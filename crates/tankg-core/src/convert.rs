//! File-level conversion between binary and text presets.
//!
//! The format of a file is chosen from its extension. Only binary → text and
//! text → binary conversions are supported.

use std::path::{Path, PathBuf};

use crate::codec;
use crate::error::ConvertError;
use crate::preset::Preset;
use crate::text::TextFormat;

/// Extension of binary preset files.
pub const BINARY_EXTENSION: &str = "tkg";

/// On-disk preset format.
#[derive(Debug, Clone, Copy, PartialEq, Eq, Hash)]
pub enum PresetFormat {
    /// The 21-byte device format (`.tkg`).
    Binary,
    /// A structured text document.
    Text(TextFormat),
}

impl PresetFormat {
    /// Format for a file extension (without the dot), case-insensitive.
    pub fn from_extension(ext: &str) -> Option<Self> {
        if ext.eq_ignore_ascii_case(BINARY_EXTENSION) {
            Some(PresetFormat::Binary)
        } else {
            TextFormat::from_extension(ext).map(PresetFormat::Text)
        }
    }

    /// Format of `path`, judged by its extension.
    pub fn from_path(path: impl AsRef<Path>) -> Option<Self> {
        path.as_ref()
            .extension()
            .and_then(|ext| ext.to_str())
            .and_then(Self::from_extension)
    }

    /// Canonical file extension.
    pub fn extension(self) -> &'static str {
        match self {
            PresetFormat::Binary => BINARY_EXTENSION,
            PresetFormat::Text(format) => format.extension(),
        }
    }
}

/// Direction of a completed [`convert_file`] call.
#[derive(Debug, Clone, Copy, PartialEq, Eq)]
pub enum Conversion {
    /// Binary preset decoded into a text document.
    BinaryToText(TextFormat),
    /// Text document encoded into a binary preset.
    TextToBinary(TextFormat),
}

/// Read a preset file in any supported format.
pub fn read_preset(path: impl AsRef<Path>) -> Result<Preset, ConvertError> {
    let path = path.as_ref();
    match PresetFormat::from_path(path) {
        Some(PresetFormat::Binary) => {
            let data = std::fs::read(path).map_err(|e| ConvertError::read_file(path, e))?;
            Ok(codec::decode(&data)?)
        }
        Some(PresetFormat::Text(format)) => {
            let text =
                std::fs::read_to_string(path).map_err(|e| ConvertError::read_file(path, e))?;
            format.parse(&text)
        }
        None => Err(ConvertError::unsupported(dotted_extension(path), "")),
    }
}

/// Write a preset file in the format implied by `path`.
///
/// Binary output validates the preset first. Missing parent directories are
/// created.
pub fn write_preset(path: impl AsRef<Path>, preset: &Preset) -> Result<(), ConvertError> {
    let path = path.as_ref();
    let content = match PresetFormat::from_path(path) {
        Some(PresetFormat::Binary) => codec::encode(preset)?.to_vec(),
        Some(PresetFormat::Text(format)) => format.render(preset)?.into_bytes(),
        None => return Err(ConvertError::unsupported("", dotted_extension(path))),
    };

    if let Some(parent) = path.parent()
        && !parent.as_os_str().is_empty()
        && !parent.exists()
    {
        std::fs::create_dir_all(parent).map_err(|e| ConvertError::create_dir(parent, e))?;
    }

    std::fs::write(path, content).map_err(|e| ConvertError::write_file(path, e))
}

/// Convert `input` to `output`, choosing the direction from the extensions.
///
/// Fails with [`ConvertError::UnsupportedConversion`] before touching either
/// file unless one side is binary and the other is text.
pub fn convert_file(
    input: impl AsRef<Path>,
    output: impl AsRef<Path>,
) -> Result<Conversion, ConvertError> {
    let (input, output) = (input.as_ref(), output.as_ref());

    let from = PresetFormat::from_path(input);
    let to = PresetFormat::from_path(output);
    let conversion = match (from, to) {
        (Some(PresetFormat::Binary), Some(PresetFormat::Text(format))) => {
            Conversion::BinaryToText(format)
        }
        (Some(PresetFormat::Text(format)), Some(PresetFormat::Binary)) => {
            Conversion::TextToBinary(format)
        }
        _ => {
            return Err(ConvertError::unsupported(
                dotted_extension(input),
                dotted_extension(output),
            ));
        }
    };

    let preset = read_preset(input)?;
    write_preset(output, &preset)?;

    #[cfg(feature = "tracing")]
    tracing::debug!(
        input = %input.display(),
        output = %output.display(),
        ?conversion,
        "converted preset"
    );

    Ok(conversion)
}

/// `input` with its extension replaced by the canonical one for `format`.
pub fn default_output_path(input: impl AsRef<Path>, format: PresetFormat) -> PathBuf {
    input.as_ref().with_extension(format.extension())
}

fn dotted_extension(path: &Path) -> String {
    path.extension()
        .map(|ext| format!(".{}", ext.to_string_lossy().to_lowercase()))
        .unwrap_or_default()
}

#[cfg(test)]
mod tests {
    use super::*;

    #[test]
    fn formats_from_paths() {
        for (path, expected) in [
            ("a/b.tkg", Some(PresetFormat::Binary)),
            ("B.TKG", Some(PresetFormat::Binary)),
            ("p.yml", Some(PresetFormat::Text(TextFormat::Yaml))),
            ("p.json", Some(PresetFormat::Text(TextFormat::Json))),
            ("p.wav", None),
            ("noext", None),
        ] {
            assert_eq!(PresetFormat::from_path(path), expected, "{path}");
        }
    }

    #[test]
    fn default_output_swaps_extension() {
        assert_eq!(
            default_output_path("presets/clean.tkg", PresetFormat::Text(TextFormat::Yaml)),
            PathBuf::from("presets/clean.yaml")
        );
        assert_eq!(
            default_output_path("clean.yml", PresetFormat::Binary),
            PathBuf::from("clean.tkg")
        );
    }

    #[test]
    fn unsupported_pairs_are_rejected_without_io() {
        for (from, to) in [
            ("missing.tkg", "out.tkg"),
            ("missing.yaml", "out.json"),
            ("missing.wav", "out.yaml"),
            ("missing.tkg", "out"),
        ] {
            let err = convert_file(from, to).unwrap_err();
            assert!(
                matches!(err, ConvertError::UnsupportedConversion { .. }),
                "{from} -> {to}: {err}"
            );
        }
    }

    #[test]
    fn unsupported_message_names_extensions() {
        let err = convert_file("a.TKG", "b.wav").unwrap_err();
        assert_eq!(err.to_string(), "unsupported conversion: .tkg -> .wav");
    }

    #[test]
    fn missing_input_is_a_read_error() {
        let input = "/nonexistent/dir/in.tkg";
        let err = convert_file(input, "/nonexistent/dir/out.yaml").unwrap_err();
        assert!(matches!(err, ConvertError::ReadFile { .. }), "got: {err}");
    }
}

::::::::::

Where a line in the material contains "data", copy that line.

Task response.
            let data = std::fs::read(path).map_err(|e| ConvertError::read_file(path, e))?;
            Ok(codec::decode(&data)?)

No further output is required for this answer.